My summary pretty much describes how I feel. My brother committed suicide in 2012 and I’m feeling like I understand how he was feeling and I feel like I’m feeling the same way. I’m frustrated with my work, my home life (though I love my family) it seems like nothing rarely makes me happy.Concentration Problems, Quick to Anger, Feeling Sad, Knowing That How I Feel Isn’t Normal
Concentration Problems, Quick to Anger, Feeling Sad, Knowing That How I Feel Isn’t Normal
You recognize that your feelings are unusual, which means that you are sensing a problem. The biggest concern is the fact that your brother recently committed suicide, and you feel as though you can relate to how he was feeling when he ended his life. It seems as though you, too, might be considering suicide as an option.

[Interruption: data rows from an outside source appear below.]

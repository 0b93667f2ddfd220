// Configuration loader
// Loads settings from ~/.chatdesk/config.toml (or an explicit path) plus env overrides

use anyhow::{Context, Result};
use std::fs;
use std::path::{Path, PathBuf};

use super::settings::Config;

/// Env var overriding `model.repo_url`
pub const ENV_MODEL_REPO_URL: &str = "CHATDESK_MODEL_REPO_URL";
/// Env var overriding `publish.repo_url`
pub const ENV_LOG_REPO_URL: &str = "CHATDESK_LOG_REPO_URL";

/// Default config location: ~/.chatdesk/config.toml
pub fn default_config_path() -> Option<PathBuf> {
    dirs::home_dir().map(|home| home.join(".chatdesk").join("config.toml"))
}

/// Load configuration from `path` (or the default location), then apply env overrides.
///
/// A missing file is not an error: every field has a default.
pub fn load_config(path: Option<&Path>) -> Result<Config> {
    let path = path.map(Path::to_path_buf).or_else(default_config_path);

    let mut config = match path {
        Some(ref p) if p.exists() => parse_config_file(p)?,
        Some(ref p) => {
            tracing::debug!("No config file at {}, using defaults", p.display());
            Config::default()
        }
        None => Config::default(),
    };

    apply_env_overrides(&mut config, |key| std::env::var(key).ok());

    config
        .validate()
        .context("Configuration validation failed")?;

    Ok(config)
}

fn parse_config_file(path: &Path) -> Result<Config> {
    let contents = fs::read_to_string(path)
        .with_context(|| format!("Failed to read config file: {}", path.display()))?;
    parse_config_str(&contents)
        .with_context(|| format!("Failed to parse config file: {}", path.display()))
}

/// Parse TOML config text
pub fn parse_config_str(contents: &str) -> Result<Config> {
    let config: Config = toml::from_str(contents)?;
    Ok(config)
}

fn apply_env_overrides<F>(config: &mut Config, lookup: F)
where
    F: Fn(&str) -> Option<String>,
{
    if let Some(url) = lookup(ENV_MODEL_REPO_URL).filter(|v| !v.is_empty()) {
        config.model.repo_url = Some(url);
    }
    if let Some(url) = lookup(ENV_LOG_REPO_URL).filter(|v| !v.is_empty()) {
        config.publish.repo_url = Some(url);
    }
}

#[cfg(test)]
mod tests {
    use super::*;
    use crate::config::{FeedbackOptions, PublishMode};
    use std::time::Duration;

    #[test]
    fn test_parse_partial_file_keeps_defaults() {
        let config = parse_config_str(
            r#"
            [logging]
            log_responses = true

            [feedback]
            options = "three_button"

            [publish]
            mode = "reclaim"
            interval_secs = 60
            "#,
        )
        .unwrap();

        assert!(config.logging.log_responses);
        assert_eq!(config.feedback.options, FeedbackOptions::ThreeButton);
        assert_eq!(config.publish.mode, PublishMode::Reclaim);
        assert_eq!(config.publish.interval(), Duration::from_secs(60));
        // Untouched sections fall back to defaults
        assert_eq!(config.model.subdir, "Sft_model");
        assert_eq!(config.server.max_sessions, 100);
    }

    #[test]
    fn test_unknown_feedback_option_rejected() {
        let result = parse_config_str("[feedback]\noptions = \"five_button\"\n");
        assert!(result.is_err());
    }

    #[test]
    fn test_env_overrides_repo_urls() {
        let mut config = Config::default();
        apply_env_overrides(&mut config, |key| match key {
            ENV_MODEL_REPO_URL => Some("https://example.com/models.git".to_string()),
            ENV_LOG_REPO_URL => Some(String::new()),
            _ => None,
        });

        assert_eq!(
            config.model.repo_url.as_deref(),
            Some("https://example.com/models.git")
        );
        // Empty values don't clobber
        assert!(config.publish.repo_url.is_none());
    }

    #[test]
    fn test_missing_file_uses_defaults() {
        let dir = tempfile::tempdir().unwrap();
        let config = load_config(Some(&dir.path().join("absent.toml"))).unwrap();
        assert_eq!(config.server.bind_address, "127.0.0.1:8501");
    }
}
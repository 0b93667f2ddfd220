// Model provisioning and the shared inference handle
//
// Weights, tokenization and sampling belong to the generation server; this
// module only decides when a handle exists and who may use it.

pub mod handle;
pub mod http_backend;
pub mod loader;
pub mod provision;

pub use handle::{
    GenerationLease, InferenceHandle, InferenceModel, ModelFactory, PartialSender, Turn,
};
pub use http_backend::{HttpInferenceModel, HttpModelFactory, SamplingParams};
pub use loader::{is_provisioning_failure, AcquireOutcome, LeaseOutcome, ResourceLoader};
pub use provision::{ArtifactFetcher, GitArtifactFetcher};
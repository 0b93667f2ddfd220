// Feedback on the most recent result

pub mod collector;

pub use collector::{Feedback, FeedbackChoice, FeedbackCollector, FeedbackEvent, FeedbackState};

In my experience, individuals who are contemplating suicide are unequivocally not thinking clearly. They have erroneous thoughts about ending their suffering. People who consider suicide often don’t possess the skills necessary to deal with life problems. They see suicide as an easy choice, one that will take away their pain.
There have been studies of people who have survived suicide. One researcher interviewed nine people who jumped from the Golden Gate Bridge, in California, and survived. What he found was not what many people expected. Despite jumping from the bridge with the goal of ending their lives, none of those people truly wanted to die. They simply wanted their pain and suffering to end. The most striking aspect of suicide survivor research, is that survivors were thankful to have survived. They also realized that their emotional pain was temporary and that their problems were solvable. They never really wanted to die, and I suspect that’s the case for most people contemplating suicide.
Problems are a part of life. We all experience problems, but not everyone has had the opportunity to acquire effective problem-solving skills. Counseling is the most efficient way to acquire these skills.
I would encourage you to seek professional help immediately. A therapist could assist you in dealing with the issues that you have described in your letter. He or she would objectively evaluate your symptoms and provide you with emotional support.
Suicide should not be considered as a solution to your problems. Your loss would devastate your family. I hope that my letter convinces you to seek professional help. Mental health treatment could both save your life and spare your family the immense pain and suffering that would accompany your premature death.